Sesuai dengan pendapat Susanti (2016) mengatakan pupuk organik kororan ayam merupakan sumber nitrogen (N) untuk pertumbuhan tinggi tanaman serta nitrogen di dalam pupuk dirombak oleh mikroorganisme menjadi humus atau bahan organik tanah. Hal ini berhubungan dengan pendapat Prihmantoro (1999) bahwa salah satu unsur yang banyak terdapat dalam pupuk kotoran ayam adalah unsur hara nitrogen, karena unsur hara nitrogen diperlukan oleh tanaman untuk merangsang pertumbuhan tanaman pada fase vegetatif seperti tinggi tanaman dikarenakan unsur hara nitrogen merupakan salah satu unsur hara yang penting dan dibutuhkan untuk membentuk persenyawaan asam amino, protein, klorofil (zat hijau daun), dan persenyawaan penting dari tanaman.

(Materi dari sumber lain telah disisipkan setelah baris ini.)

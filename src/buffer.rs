// 该文件是 Shanan （山南西风） 项目的一部分。
// src/buffer.rs - 批次帧缓冲区
//
// 本文件根据 Apache 许可证第 2.0 版（以下简称“许可证”）授权使用；
// 除非遵守该许可证条款，否则您不得使用本文件。
// 您可通过以下网址获取许可证副本：
// http://www.apache.org/licenses/LICENSE-2.0
// 除非适用法律要求或书面同意，根据本许可协议分发的软件均按“原样”提供，
// 不附带任何形式的明示或暗示的保证或条件。
// 有关许可权限与限制的具体条款，请参阅本许可协议。
//
// Copyright (C) 2026 Johann Li <me@qinka.pro>, Wareless Group

use image::RgbImage;
use thiserror::Error;
use tracing::debug;

use crate::{
  config::PipelineConfig,
  frame::{Frame, RGB_CHANNELS, Size},
  transform::{GeometryError, LetterboxTransform},
};

#[derive(Error, Debug, PartialEq, Eq)]
pub enum BufferError {
  #[error("槽位 {slot} 超出最大批次 {max}")]
  SlotOutOfRange { slot: usize, max: usize },
  #[error("槽位必须从 0 连续分配: 期望 {expected}, 实际 {slot}")]
  SlotOutOfOrder { expected: usize, slot: usize },
  #[error("变换目标尺寸 {actual} 与缓冲区尺寸 {expected} 不一致")]
  TargetMismatch { expected: Size, actual: Size },
  #[error("预处理失败: {0}")]
  Geometry(#[from] GeometryError),
}

/// 按最大批次一次性分配的暂存区：目标尺寸画布 + NCHW 归一化张量
///
/// 不可重入：所有写操作都需要 `&mut self`。
pub struct BatchFrameBuffer {
  target: Size,
  max_batch_size: usize,
  pad_value: u8,
  canvas: RgbImage,
  tensor: Box<[f32]>,
  loaded: usize,
}

/// 推理输入绑定：已装载槽位对应的张量前缀与真实批次数
#[derive(Debug, Clone, Copy)]
pub struct TensorHandle<'a> {
  data: &'a [f32],
  batch_size: usize,
}

impl<'a> TensorHandle<'a> {
  pub fn as_slice(&self) -> &'a [f32] {
    self.data
  }

  pub fn batch_size(&self) -> usize {
    self.batch_size
  }
}

impl BatchFrameBuffer {
  pub fn new(config: &PipelineConfig) -> Self {
    let target = config.target();
    let max_batch_size = config.max_batch_size();
    let slot_len = RGB_CHANNELS * target.area();
    debug!(
      "分配批次缓冲区: {} x {} ({} 个浮点数)",
      max_batch_size,
      target,
      max_batch_size * slot_len
    );

    Self {
      target,
      max_batch_size,
      pad_value: config.pad_value(),
      canvas: RgbImage::new(target.width, target.height),
      tensor: vec![0.0; max_batch_size * slot_len].into_boxed_slice(),
      loaded: 0,
    }
  }

  pub fn reset(&mut self) {
    self.loaded = 0;
  }

  pub fn len(&self) -> usize {
    self.loaded
  }

  pub fn is_empty(&self) -> bool {
    self.loaded == 0
  }

  pub fn max_batch_size(&self) -> usize {
    self.max_batch_size
  }

  fn slot_len(&self) -> usize {
    RGB_CHANNELS * self.target.area()
  }

  /// 把一帧变换后写入槽位 `slot`，槽位必须等于已装载数
  pub fn load_frame(
    &mut self,
    frame: &Frame,
    slot: usize,
    transform: &LetterboxTransform,
  ) -> Result<(), BufferError> {
    if slot >= self.max_batch_size {
      return Err(BufferError::SlotOutOfRange {
        slot,
        max: self.max_batch_size,
      });
    }
    if slot != self.loaded {
      return Err(BufferError::SlotOutOfOrder {
        expected: self.loaded,
        slot,
      });
    }
    if transform.target() != self.target {
      return Err(BufferError::TargetMismatch {
        expected: self.target,
        actual: transform.target(),
      });
    }

    let slot_len = self.slot_len();
    let dst = &mut self.tensor[slot * slot_len..(slot + 1) * slot_len];
    transform.forward(frame, &mut self.canvas, dst, self.pad_value)?;
    self.loaded += 1;
    Ok(())
  }

  pub fn tensor_handle(&self) -> TensorHandle<'_> {
    TensorHandle {
      data: &self.tensor[..self.loaded * self.slot_len()],
      batch_size: self.loaded,
    }
  }
}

Untuk itu tanaman tidak boleh kekurangan nitrogen. Gejala kekurangan nitrogen

antaranya daun mengecil berwarna pucat hijau kekuningan, tanaman kerdil, daun-daun sebelah tampak hangus dan mati dan perkembangan bunga berkurang akibat rontok. Kelebihan N juga perlu diwaspadai. Ciri-ciri tanaman apabila unsur N nya berlebih adalah warna daun yang terlalu hijau, tanaman rimbun dengan daun, tanaman rentan terhadap serangan jamur dan penyakit, serta mudah roboh.

Pemberian berbagai jenis pupuk organik memberikan hasil berbeda nyata antar perlakuan pada umur 14-56 hari setelah tanam. Pertumbuhan rata-rata tinggi tanaman yang tertinggi terdapat pada perlakuan P3 (pupuk kotoran ayam) kemudian diikuti oleh P1 (kotoran sapi) dan P2 (kotoran kambing) sedangkan rata-rata terendah terdapat pada perlakuan P0 kontrol (pupuk kompos) hal ini terjadi dikarenakan unsur hara yang terdapat pada pupuk kompos sedikit dibandingkan dengan pupuk kotoran hewan dengan demikian berpengaruh pada masa pertumbuhannya salah satunya pada tinggi tanaman.